-------- Material supplied --------

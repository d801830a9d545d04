//! Effects Pipeline Host
//!
//! Sequences the effect stages for the playback engine's audio callback.
//!
//! # Architecture
//!
//! ```text
//! Engine PCM -> AutoPanStage -> BiquadStage -> ReverbStage -> Engine output
//!                     ^              ^              ^
//!                     +------ EffectsConfig --------+
//! ```

mod host;

pub use host::EffectsPipeline;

--------

The answer is all of the material, repeated exactly.

repository d801830a9d545d04
//! Effects Pipeline Host
//!
//! Sequences the effect stages for the playback engine's audio callback.
//!
//! # Architecture
//!
//! ```text
//! Engine PCM -> AutoPanStage -> BiquadStage -> ReverbStage -> Engine output
//!                     ^              ^              ^
//!                     +------ EffectsConfig --------+
//! ```

mod host;

pub use host::EffectsPipeline;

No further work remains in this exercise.